▸ **RECORDS SHOWN**:
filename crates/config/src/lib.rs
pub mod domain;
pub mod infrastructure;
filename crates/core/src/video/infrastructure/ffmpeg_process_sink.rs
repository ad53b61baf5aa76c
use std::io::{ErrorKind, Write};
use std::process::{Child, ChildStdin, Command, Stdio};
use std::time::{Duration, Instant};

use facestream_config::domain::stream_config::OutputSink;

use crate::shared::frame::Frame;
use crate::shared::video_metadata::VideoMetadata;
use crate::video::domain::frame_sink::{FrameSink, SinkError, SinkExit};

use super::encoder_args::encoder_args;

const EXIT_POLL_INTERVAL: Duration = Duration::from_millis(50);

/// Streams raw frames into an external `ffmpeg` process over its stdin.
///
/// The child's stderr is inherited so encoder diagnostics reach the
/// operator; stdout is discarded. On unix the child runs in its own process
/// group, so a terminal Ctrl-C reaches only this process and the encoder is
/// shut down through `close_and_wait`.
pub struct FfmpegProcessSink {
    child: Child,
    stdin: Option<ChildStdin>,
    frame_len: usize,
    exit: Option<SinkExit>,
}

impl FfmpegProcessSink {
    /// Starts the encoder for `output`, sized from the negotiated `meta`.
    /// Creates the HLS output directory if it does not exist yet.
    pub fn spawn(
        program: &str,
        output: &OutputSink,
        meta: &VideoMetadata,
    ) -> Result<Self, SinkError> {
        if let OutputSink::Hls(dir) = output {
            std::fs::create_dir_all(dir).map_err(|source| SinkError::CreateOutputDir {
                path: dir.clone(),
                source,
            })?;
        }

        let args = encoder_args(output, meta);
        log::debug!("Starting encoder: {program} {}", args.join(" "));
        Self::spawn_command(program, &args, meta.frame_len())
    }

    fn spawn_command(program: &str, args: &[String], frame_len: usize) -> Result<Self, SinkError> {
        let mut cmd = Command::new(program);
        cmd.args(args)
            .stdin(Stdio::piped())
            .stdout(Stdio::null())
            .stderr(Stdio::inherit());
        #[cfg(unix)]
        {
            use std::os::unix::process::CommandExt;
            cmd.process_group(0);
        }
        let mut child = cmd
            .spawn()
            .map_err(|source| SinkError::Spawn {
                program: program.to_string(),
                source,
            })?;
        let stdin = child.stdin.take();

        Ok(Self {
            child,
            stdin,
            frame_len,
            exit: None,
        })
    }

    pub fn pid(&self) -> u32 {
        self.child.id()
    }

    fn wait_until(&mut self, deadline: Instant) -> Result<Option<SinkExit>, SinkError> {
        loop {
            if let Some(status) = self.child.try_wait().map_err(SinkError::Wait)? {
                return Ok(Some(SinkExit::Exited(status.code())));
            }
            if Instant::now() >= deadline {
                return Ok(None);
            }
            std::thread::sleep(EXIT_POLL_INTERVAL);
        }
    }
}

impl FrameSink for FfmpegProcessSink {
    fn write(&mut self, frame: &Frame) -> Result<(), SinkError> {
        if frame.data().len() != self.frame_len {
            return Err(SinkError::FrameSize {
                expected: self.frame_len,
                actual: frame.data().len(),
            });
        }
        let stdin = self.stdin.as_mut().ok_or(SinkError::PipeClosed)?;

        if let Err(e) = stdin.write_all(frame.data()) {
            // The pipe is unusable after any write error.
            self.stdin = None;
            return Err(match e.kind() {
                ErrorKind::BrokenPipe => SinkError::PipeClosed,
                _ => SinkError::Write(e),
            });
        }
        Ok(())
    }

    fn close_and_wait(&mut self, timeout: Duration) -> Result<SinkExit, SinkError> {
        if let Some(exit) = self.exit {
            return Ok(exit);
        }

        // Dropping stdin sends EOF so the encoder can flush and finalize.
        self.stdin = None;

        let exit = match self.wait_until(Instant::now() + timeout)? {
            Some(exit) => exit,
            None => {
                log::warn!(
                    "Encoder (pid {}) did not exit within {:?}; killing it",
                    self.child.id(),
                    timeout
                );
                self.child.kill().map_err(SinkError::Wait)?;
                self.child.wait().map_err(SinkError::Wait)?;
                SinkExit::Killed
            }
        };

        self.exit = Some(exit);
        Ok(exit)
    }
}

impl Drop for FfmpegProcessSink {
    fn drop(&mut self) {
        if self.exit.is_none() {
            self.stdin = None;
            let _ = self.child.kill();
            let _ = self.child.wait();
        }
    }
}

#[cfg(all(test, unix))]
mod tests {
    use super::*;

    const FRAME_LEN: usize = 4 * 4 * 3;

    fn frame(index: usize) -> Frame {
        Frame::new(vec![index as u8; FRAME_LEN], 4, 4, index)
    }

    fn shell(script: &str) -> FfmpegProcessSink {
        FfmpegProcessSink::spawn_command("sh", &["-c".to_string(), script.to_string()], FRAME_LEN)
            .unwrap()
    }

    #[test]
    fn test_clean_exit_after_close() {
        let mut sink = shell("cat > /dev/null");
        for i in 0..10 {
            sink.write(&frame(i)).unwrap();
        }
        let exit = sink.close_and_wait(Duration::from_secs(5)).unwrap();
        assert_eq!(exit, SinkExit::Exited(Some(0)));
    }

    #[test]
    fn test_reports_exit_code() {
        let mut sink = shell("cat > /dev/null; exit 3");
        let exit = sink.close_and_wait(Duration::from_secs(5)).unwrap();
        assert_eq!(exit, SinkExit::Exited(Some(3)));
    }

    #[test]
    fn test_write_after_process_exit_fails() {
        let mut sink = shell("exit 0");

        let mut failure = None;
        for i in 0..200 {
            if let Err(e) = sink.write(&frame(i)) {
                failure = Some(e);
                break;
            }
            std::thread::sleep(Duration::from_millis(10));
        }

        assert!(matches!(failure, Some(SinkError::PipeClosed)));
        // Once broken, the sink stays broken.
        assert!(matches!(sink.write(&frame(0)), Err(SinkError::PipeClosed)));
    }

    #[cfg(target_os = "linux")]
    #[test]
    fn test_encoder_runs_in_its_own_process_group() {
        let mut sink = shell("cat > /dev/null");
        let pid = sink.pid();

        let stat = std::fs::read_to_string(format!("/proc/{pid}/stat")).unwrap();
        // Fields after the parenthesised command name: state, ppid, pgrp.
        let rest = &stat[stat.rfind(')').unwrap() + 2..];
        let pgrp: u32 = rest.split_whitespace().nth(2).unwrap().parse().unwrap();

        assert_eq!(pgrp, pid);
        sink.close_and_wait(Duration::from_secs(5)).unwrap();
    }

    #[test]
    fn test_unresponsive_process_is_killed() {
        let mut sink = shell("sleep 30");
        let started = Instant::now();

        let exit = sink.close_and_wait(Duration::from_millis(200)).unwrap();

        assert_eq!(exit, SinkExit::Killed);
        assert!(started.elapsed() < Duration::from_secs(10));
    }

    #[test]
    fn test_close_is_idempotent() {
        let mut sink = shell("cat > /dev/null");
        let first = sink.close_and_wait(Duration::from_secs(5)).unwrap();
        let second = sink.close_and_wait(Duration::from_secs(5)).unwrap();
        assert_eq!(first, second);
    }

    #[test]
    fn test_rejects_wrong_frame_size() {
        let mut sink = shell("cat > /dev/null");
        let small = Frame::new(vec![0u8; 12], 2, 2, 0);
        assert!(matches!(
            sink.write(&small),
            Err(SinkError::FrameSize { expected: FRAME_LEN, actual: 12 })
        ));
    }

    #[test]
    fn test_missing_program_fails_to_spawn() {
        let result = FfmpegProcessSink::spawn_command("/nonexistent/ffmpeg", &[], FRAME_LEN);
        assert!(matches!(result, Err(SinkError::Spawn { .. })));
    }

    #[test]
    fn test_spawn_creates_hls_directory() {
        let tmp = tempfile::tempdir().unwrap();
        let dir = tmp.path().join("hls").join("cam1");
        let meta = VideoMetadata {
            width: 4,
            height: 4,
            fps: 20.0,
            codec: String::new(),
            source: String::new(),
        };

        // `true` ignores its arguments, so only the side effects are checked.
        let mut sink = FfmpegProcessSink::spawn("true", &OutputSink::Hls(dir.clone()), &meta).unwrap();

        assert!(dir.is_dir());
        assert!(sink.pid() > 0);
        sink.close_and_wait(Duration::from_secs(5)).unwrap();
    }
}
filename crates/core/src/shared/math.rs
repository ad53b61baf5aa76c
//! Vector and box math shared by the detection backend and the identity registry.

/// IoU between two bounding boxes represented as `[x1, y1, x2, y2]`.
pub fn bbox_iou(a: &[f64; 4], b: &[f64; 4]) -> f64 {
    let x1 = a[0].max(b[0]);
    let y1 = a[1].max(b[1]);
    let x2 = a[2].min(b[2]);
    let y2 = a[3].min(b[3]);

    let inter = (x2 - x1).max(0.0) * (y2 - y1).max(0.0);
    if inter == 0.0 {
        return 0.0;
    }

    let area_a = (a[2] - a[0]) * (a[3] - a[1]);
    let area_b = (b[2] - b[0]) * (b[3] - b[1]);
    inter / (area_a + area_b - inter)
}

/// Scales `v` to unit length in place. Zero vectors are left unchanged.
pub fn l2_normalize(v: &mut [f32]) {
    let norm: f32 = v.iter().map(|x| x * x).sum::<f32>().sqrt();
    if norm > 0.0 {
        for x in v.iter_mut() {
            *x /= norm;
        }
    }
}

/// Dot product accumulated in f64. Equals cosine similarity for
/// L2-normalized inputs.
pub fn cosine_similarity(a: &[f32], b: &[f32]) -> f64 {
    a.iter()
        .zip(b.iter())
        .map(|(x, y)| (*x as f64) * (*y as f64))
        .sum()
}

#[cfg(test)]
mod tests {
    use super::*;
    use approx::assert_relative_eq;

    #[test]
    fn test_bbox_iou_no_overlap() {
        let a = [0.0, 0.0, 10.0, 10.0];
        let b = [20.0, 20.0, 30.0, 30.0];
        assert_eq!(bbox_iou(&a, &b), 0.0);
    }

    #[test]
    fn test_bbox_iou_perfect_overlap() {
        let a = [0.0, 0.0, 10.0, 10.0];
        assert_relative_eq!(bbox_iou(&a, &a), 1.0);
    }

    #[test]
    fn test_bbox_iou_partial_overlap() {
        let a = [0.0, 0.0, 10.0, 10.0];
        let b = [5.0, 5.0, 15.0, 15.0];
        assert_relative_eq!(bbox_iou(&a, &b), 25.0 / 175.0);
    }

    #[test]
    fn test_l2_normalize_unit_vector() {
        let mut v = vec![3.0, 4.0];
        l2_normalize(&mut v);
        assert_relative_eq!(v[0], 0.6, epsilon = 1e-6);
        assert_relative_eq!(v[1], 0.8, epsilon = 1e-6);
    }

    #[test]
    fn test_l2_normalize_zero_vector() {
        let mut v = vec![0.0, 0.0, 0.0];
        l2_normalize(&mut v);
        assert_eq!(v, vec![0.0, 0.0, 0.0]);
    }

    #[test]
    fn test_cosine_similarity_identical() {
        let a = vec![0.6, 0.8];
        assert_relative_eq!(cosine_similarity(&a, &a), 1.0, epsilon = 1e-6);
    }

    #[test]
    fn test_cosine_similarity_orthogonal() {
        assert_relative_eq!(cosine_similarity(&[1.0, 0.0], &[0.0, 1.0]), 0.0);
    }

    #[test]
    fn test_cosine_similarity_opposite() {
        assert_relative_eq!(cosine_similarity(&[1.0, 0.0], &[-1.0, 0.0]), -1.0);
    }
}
--
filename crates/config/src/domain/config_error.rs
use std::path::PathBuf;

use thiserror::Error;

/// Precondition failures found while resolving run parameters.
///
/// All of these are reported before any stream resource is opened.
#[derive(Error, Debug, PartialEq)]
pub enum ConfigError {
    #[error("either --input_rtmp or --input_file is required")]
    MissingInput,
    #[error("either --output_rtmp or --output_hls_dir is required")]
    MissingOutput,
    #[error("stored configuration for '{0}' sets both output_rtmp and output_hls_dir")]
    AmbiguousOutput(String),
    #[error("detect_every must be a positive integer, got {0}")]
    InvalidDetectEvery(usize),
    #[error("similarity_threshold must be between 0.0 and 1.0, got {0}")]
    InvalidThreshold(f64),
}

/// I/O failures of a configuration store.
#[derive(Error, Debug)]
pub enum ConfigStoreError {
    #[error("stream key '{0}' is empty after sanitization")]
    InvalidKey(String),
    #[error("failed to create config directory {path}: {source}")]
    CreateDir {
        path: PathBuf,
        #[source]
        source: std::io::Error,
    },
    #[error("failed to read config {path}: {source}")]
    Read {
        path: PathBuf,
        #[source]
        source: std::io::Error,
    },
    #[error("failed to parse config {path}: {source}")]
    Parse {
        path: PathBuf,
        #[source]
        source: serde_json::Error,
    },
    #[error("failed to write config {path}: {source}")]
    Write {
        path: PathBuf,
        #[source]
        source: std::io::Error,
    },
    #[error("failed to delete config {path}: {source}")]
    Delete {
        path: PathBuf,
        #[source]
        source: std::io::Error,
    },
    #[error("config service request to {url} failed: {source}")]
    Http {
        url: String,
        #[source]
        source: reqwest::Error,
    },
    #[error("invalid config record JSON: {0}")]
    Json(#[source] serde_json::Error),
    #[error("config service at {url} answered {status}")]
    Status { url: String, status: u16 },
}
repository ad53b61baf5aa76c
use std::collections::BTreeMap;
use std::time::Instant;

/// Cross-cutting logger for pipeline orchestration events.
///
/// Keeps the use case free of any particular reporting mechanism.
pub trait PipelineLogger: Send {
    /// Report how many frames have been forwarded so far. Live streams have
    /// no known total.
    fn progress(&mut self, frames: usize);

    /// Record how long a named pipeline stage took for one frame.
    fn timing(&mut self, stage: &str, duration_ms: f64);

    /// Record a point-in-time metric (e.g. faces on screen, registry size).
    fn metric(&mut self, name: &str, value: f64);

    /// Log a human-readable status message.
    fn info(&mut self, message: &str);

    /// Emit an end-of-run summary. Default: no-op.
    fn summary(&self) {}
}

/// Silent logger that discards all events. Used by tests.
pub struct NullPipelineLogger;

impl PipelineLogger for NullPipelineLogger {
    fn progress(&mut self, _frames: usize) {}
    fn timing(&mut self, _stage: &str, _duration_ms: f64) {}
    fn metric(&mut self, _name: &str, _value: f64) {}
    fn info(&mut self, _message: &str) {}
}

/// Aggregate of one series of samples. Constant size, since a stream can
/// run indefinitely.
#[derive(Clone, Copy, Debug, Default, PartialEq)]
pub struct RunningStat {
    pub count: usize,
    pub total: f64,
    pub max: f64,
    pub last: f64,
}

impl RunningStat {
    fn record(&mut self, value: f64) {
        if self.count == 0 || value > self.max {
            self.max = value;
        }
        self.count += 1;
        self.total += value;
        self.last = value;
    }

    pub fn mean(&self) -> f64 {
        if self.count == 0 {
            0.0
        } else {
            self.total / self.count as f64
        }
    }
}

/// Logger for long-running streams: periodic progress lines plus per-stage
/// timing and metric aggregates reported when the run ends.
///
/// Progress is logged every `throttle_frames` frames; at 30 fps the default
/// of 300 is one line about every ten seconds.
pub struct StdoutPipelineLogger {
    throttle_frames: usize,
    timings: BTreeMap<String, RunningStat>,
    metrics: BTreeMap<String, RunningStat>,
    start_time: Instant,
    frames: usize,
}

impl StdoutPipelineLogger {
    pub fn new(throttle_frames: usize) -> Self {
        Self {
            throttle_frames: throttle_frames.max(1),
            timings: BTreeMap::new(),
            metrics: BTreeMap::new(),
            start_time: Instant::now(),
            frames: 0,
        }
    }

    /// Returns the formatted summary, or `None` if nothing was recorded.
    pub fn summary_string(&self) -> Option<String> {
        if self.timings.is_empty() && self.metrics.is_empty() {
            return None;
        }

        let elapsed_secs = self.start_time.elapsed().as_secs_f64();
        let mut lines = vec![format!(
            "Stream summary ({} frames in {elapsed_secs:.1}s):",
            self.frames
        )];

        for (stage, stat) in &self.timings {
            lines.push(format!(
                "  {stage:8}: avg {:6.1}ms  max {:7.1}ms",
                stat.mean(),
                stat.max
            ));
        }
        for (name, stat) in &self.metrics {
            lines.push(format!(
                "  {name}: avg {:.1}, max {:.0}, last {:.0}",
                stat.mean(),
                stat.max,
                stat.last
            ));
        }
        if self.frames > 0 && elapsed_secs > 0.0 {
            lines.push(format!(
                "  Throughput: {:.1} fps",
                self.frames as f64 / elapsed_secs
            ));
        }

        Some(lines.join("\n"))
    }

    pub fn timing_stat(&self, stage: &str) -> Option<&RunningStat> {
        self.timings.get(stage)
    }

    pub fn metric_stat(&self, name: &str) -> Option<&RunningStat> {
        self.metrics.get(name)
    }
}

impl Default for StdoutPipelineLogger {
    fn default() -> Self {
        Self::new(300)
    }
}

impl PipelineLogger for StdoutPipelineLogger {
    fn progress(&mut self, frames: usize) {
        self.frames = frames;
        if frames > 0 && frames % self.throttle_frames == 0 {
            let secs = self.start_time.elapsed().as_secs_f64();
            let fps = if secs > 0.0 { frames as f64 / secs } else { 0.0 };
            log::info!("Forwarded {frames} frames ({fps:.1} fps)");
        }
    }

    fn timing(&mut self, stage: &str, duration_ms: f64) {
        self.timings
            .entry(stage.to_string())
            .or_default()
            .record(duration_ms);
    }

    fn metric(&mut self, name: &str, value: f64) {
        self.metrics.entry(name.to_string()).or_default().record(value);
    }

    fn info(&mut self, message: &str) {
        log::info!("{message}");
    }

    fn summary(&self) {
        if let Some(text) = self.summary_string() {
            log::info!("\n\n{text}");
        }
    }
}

▸ **TASK BRIEF**: Lines with "Some": copy every one of them from the listing above.

▸ **RESPONSE TO THE TASK**:
            if let Some(status) = self.child.try_wait().map_err(SinkError::Wait)? {
                return Ok(Some(SinkExit::Exited(status.code())));
        if let Some(exit) = self.exit {
            Some(exit) => exit,
        self.exit = Some(exit);
        assert_eq!(exit, SinkExit::Exited(Some(0)));
        assert_eq!(exit, SinkExit::Exited(Some(3)));
                failure = Some(e);
        assert!(matches!(failure, Some(SinkError::PipeClosed)));
        Some(lines.join("\n"))
        if let Some(text) = self.summary_string() {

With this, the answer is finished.